Questi edifici sono simili a quelli della classe C, ma spesso sono stati aggiornati con ulteriori miglioramenti. Il consumo massimo è inferiore o uguale a 1,20 Ep e il consumo minimo è inferiore o uguale a 1,00 Ep.

Classe A

Gli edifici in Classe A presentano molte delle seguenti caratteristiche:

– Involucro termicamente isolato;

– Sistema di riscaldamento efficiente;

– Utilizzo di sistemi fotovoltaici e termici;

– Cappotto termico;

– Infissi isolati;

– Elettrodomestici a risparmio energetico;

– Posizione strategica dell’immobile.

Classi di efficienza per case e EDZB: Capire la gamma da A4 a A1

In Italia e in altri Paesi, la classe A di efficienza energetica è stata suddivisa in classi. Il sistema italiano di classificazione dell’efficienza energetica prevede classi che vanno da A4 ad A1. I parametri di consumo per ogni classe sono i seguenti:

A4: consumo massimo inferiore o uguale a 0,40 EP;
A3: il consumo massimo è inferiore o uguale a 0,60 EP e il consumo minimo è inferiore o uguale a 0,40 EP;
A2: il consumo massimo è inferiore o uguale a 0,80 EP e il consumo minimo è inferiore o uguale a 0,60 EP;
A1: il consumo massimo è inferiore o uguale a 1,00 EP e il consumo minimo è inferiore o uguale a 0,80 EP.
Gli edifici a consumo zero, noti come Nearly Zero Energy Buildings (NZEB), appartengono alla classe A4. Offrono risparmi energetici fino all’80% rispetto a un edificio di classe G e hanno un elevato valore di mercato. Sebbene gli NZEB richiedano un investimento iniziale significativo, offrono benefici a lungo termine.

 

Le Classi Energetiche delle Case in Italia: Quali Sono le Normative Attuali?

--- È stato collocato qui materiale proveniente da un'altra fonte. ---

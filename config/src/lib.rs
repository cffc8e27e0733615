//! # Cluster Configuration Pipeline
//!
//! Loading, expansion, defaulting, override and validation machinery for
//! multi-cloud cluster configurations.
//!
//! Two on-disk dialects are accepted, in YAML or JSON:
//!
//! - the legacy flat document, deserialized directly into
//!   [`ClusterConfig`];
//! - the Kubernetes-style `apiVersion`/`kind: Cluster` manifest, converted
//!   through [`dialect::ClusterManifest`].
//!
//! The [`Loader`] facade runs the full pipeline in a fixed order: read,
//! environment expansion, parse, environment overrides, explicit
//! overrides, default cascade, validation chain.

pub mod defaults;
pub mod dialect;
pub mod env;
pub mod expand;
pub mod file_loader;
pub mod loader;
pub mod merge;
pub mod model;
pub mod overrides;
pub mod rke2;
pub mod validate;

pub use defaults::apply_defaults;
pub use env::EnvSnapshot;
pub use expand::expand_env;
pub use file_loader::{parse_document, save_to_path, Codec};
pub use loader::Loader;
pub use merge::merge_configs;
pub use model::{
    ClusterConfig, KubernetesConfig, Metadata, NetworkConfig, NodeConfig, NodePool,
    ProvidersConfig, Rke2Config, WireGuardConfig,
};
pub use overrides::{apply_override, OverridePath, OverrideValue};
pub use validate::{run_builtin_validators, ClusterValidator};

In Italia, circa il 60% degli edifici ha una classe energetica pari a G o F, che rappresenta un problema per allinearsi agli obiettivi europei. Per ridurre i consumi energetici del 25%, saranno necessari importanti incentivi, ma come farlo senza gravare sulle tasche dei singoli cittadini? È necessario facilitare l’accesso a questi incentivi.

Vale la pena acquistare una casa con una classificazione energetica G?

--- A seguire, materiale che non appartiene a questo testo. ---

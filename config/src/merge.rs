//! # Configuration Merging
//!
//! Folds an ordered list of configurations into one. The fold is
//! deterministic and position-based: later documents win for scalar
//! fields they set, maps are unioned with later entries replacing earlier
//! ones under the same key, and node lists concatenate in order.

use crate::model::ClusterConfig;
use errors::ConfigError;

/// Merges `configs` left to right into a single configuration.
///
/// # M-CANONICAL-DOCS
///
/// ## Purpose
/// Combines layered configuration documents (base plus environment or
/// site overlays) into the single document the rest of the pipeline
/// consumes.
///
/// ## Semantics
/// - Scalars: a later non-empty value replaces the earlier one; empty
///   strings and `false`/zero never overwrite.
/// - Maps (`nodePools`, labels, annotations): key union, later wins.
/// - Node lists: concatenation in document order.
///
/// ## Errors
/// [`ConfigError::NoConfigurations`] when `configs` is empty.
pub fn merge_configs(configs: Vec<ClusterConfig>) -> Result<ClusterConfig, ConfigError> {
    let mut iter = configs.into_iter();
    let mut merged = iter.next().ok_or(ConfigError::NoConfigurations)?;
    for next in iter {
        merge_into(&mut merged, next);
    }
    Ok(merged)
}

fn take_if_set(dst: &mut String, src: String) {
    if !src.is_empty() {
        *dst = src;
    }
}

fn merge_into(dst: &mut ClusterConfig, src: ClusterConfig) {
    take_if_set(&mut dst.metadata.name, src.metadata.name);
    take_if_set(&mut dst.metadata.environment, src.metadata.environment);
    take_if_set(&mut dst.metadata.version, src.metadata.version);
    take_if_set(&mut dst.metadata.owner, src.metadata.owner);
    take_if_set(&mut dst.metadata.team, src.metadata.team);
    dst.metadata.labels.extend(src.metadata.labels);
    dst.metadata.annotations.extend(src.metadata.annotations);

    take_if_set(&mut dst.cluster.cluster_type, src.cluster.cluster_type);
    take_if_set(&mut dst.cluster.version, src.cluster.version);
    if src.cluster.high_availability {
        dst.cluster.high_availability = true;
    }
    if src.cluster.multi_cloud {
        dst.cluster.multi_cloud = true;
    }

    if src.providers.digitalocean.is_some() {
        dst.providers.digitalocean = src.providers.digitalocean;
    }
    if src.providers.linode.is_some() {
        dst.providers.linode = src.providers.linode;
    }
    if src.providers.aws.is_some() {
        dst.providers.aws = src.providers.aws;
    }
    if src.providers.azure.is_some() {
        dst.providers.azure = src.providers.azure;
    }
    if src.providers.gcp.is_some() {
        dst.providers.gcp = src.providers.gcp;
    }

    take_if_set(&mut dst.network.mode, src.network.mode);
    take_if_set(&mut dst.network.cidr, src.network.cidr);
    take_if_set(&mut dst.network.pod_cidr, src.network.pod_cidr);
    take_if_set(&mut dst.network.service_cidr, src.network.service_cidr);
    if !src.network.dns_servers.is_empty() {
        dst.network.dns_servers = src.network.dns_servers;
    }
    if src.network.wireguard.is_some() {
        dst.network.wireguard = src.network.wireguard;
    }

    take_if_set(&mut dst.kubernetes.distribution, src.kubernetes.distribution);
    take_if_set(&mut dst.kubernetes.version, src.kubernetes.version);
    take_if_set(&mut dst.kubernetes.network_plugin, src.kubernetes.network_plugin);
    take_if_set(&mut dst.kubernetes.pod_cidr, src.kubernetes.pod_cidr);
    take_if_set(&mut dst.kubernetes.service_cidr, src.kubernetes.service_cidr);
    if src.kubernetes.rke2.is_some() {
        dst.kubernetes.rke2 = src.kubernetes.rke2;
    }

    dst.nodes.extend(src.nodes);
    dst.node_pools.extend(src.node_pools);
}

La classificazione energetica di una casa non indica solo la sua efficienza in termini di consumi, ma anche il suo valore sul mercato. Se da un lato l’acquisto di una casa con classificazione G può farvi risparmiare, dall’altro ci possono essere delle conseguenze a breve e medio termine, come l’obbligo di effettuare in futuro dei lavori per portare la classificazione al minimo consentito dalla legge. Tuttavia, se il prezzo è molto basso, l’investimento potrebbe rivelarsi un affare.

Come funziona la vendita di case a basso consumo energetico?

Vendere una casa con una bassa classe energetica può essere difficile, poiché i potenziali acquirenti potrebbero essere riluttanti a investire in ristrutturazioni per migliorare la classe energetica. Questo potrebbe causare una diminuzione del prezzo di vendita dell’immobile. Tuttavia, un agente immobiliare esperto può valorizzare l’immobile e presentarlo come una opportunità di investimento ai potenziali acquirenti.